**Entries supplied:**
──────
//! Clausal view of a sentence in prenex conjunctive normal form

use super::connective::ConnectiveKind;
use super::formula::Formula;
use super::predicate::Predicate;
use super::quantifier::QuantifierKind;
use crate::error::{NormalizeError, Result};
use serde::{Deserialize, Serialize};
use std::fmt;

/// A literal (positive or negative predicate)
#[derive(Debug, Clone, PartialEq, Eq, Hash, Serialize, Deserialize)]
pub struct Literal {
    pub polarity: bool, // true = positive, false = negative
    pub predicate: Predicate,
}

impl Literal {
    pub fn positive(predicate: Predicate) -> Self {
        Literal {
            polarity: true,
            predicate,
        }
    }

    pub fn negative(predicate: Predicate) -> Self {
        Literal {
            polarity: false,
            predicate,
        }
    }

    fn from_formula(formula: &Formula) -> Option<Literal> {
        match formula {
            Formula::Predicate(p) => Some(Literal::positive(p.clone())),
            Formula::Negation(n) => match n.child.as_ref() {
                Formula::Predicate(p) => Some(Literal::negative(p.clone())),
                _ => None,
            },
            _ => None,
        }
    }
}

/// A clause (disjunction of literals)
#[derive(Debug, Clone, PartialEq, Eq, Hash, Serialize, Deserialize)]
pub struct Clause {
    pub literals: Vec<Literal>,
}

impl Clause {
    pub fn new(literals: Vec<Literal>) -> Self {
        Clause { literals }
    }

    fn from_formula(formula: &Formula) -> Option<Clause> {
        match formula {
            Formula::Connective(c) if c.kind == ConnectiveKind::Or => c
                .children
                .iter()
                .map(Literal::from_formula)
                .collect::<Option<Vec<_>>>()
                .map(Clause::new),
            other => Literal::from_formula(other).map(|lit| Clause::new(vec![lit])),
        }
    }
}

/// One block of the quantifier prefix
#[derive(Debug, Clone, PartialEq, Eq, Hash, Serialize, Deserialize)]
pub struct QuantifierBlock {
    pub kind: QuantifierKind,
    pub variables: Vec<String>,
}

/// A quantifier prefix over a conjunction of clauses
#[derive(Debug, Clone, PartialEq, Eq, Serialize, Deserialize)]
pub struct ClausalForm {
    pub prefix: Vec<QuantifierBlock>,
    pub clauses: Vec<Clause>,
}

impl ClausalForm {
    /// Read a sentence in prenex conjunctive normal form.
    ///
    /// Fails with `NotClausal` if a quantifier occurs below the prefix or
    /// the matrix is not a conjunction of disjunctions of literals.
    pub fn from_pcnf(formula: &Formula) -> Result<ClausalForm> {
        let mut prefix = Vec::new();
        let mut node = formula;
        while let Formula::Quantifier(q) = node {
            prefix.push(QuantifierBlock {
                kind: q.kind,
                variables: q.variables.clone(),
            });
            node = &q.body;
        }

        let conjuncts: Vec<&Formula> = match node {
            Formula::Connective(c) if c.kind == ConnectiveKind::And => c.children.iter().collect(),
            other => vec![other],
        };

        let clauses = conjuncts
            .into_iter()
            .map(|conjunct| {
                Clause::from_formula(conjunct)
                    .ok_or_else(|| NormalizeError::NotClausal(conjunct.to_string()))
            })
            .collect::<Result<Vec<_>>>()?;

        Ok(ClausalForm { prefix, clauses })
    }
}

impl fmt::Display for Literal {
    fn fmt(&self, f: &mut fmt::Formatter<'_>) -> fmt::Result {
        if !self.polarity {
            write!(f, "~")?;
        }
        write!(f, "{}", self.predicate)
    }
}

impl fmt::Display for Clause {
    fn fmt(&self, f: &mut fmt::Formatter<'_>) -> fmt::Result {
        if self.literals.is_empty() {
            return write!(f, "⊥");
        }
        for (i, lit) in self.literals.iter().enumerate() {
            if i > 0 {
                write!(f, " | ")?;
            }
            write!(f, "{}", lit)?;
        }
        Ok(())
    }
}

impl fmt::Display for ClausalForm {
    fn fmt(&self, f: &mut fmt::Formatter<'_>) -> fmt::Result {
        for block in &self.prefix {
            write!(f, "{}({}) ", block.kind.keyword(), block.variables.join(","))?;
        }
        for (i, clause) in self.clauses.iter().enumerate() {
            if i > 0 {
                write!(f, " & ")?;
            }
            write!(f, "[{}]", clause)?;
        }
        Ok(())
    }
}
──────
Pull every line with the string "false" out of the material.

    pub polarity: bool, // true = positive, false = negative
            polarity: false,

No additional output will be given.